_Problem to solve_
Only the lines from the start of the entries up to and including the line with "lines to send as" should be written out, exactly as they stand.
[Start of Attachment]
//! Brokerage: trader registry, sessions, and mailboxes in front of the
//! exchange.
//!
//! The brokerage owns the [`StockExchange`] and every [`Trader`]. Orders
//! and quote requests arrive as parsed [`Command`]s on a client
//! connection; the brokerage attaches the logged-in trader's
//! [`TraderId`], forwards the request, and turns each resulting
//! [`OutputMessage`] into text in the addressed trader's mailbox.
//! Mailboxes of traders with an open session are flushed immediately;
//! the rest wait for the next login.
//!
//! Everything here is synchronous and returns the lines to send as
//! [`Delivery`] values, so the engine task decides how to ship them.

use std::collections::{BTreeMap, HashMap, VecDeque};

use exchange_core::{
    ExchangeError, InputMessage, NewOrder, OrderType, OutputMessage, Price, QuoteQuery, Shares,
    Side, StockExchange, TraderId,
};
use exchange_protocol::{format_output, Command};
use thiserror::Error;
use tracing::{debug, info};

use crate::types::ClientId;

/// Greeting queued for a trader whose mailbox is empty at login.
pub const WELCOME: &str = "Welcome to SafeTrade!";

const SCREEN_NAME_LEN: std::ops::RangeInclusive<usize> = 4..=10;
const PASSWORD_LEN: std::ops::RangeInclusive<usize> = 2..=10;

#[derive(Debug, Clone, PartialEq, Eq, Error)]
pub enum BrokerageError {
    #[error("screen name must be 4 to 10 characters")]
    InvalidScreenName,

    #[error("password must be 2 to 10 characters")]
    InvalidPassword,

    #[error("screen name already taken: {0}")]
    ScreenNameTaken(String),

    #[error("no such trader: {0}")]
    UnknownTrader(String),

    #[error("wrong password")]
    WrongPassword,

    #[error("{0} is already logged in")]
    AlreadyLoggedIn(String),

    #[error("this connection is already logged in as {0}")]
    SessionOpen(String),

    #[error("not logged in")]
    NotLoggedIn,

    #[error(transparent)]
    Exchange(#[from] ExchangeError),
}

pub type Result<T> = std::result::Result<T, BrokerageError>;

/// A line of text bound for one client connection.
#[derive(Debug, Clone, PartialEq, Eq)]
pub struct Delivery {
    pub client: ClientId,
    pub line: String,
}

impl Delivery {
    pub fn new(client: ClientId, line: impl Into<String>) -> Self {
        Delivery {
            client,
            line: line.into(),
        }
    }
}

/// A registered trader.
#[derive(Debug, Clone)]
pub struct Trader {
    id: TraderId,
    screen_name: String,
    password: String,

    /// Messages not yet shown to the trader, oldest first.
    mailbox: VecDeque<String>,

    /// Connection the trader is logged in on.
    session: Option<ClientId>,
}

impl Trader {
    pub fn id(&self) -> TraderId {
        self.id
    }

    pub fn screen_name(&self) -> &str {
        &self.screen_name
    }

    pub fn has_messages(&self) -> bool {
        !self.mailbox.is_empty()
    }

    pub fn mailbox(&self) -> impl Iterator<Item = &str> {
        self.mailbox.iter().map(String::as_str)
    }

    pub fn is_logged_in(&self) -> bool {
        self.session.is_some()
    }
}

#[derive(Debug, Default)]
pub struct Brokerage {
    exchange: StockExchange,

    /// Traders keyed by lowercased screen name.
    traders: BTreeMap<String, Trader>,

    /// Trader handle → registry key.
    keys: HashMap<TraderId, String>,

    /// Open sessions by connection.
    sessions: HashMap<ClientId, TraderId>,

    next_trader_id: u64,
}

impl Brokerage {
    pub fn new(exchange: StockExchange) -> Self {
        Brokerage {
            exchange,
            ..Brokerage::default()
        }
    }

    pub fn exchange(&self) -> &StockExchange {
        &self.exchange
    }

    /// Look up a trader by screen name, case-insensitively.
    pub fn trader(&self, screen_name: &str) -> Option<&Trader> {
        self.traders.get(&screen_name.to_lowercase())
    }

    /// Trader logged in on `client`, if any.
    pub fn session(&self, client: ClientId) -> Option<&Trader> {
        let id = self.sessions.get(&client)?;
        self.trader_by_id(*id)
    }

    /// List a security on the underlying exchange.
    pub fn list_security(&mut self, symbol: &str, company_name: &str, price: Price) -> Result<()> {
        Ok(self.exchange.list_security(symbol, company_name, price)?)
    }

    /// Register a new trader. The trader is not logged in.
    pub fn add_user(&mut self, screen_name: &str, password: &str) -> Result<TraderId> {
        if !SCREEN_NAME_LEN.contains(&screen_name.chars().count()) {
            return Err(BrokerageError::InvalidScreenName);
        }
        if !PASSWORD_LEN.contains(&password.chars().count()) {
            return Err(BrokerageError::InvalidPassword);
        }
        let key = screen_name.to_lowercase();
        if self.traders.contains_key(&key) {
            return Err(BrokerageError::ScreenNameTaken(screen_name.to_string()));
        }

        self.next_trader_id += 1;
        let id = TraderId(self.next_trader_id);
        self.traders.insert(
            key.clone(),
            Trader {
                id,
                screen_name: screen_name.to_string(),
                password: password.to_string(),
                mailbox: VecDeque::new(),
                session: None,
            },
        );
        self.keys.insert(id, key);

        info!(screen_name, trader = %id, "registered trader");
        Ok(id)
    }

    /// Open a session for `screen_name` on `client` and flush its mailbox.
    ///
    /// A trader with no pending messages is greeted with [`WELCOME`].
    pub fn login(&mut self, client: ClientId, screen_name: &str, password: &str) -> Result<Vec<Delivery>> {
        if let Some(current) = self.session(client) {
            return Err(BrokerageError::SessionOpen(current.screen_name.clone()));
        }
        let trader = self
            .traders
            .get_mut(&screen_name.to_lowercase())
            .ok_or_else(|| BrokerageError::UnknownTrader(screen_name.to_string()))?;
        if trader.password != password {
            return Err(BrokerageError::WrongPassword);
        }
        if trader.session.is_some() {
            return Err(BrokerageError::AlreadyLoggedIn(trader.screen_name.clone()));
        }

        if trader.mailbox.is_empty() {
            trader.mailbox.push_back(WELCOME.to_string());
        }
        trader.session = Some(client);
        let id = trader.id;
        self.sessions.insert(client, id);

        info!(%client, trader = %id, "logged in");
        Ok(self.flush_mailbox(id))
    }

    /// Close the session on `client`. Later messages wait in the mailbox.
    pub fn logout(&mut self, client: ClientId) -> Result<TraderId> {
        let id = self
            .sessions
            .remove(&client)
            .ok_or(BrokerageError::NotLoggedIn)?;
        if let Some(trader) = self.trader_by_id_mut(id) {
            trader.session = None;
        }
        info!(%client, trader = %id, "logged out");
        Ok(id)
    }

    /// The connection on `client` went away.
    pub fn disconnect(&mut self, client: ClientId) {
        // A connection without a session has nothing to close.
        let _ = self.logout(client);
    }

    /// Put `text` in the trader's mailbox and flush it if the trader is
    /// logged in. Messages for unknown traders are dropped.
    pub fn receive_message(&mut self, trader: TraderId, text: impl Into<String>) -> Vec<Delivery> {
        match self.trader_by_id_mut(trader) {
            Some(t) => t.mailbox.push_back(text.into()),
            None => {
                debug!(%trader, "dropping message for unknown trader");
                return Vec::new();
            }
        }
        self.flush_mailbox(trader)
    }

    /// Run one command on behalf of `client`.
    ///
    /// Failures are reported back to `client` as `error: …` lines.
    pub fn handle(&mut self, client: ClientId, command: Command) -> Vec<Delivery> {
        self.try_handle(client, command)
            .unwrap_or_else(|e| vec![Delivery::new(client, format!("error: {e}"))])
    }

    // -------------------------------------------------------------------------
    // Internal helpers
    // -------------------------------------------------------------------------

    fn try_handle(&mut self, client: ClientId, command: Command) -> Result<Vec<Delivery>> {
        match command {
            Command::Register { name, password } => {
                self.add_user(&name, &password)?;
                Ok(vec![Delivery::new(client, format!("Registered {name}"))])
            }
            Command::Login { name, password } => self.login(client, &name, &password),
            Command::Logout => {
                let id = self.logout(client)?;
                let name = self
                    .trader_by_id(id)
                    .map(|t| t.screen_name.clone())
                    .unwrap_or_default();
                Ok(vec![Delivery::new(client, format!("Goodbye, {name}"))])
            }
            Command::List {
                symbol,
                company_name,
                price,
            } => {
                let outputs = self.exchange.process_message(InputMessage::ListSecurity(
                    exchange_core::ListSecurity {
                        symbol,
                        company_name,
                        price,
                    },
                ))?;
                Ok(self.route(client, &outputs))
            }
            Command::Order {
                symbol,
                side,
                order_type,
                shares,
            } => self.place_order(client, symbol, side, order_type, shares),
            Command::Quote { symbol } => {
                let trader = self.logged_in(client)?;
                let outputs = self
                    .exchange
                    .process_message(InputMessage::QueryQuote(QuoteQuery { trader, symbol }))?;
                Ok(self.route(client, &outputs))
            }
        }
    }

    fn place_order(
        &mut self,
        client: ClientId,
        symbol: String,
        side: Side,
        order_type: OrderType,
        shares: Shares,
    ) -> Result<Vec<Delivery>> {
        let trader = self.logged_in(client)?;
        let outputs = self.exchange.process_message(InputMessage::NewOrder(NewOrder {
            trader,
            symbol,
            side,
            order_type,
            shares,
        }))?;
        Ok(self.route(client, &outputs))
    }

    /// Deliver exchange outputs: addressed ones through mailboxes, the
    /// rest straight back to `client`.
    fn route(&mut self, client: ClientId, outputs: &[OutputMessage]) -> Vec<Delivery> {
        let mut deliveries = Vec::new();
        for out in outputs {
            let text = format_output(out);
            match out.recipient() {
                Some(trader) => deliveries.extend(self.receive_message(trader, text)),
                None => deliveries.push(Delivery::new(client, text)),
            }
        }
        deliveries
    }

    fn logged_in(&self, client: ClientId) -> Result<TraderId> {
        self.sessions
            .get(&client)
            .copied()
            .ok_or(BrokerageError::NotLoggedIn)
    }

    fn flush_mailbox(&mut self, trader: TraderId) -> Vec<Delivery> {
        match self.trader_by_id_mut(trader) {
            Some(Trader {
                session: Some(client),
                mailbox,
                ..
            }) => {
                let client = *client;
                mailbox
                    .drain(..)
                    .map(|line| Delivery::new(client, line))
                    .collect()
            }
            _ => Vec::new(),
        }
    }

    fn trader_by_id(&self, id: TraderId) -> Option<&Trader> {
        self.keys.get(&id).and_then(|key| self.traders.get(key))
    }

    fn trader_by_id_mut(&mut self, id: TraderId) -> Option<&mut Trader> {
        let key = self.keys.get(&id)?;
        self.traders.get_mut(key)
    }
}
[End of Attachment]
_The completed task_
//! Brokerage: trader registry, sessions, and mailboxes in front of the
//! exchange.
//!
//! The brokerage owns the [`StockExchange`] and every [`Trader`]. Orders
//! and quote requests arrive as parsed [`Command`]s on a client
//! connection; the brokerage attaches the logged-in trader's
//! [`TraderId`], forwards the request, and turns each resulting
//! [`OutputMessage`] into text in the addressed trader's mailbox.
//! Mailboxes of traders with an open session are flushed immediately;
//! the rest wait for the next login.
//!
//! Everything here is synchronous and returns the lines to send as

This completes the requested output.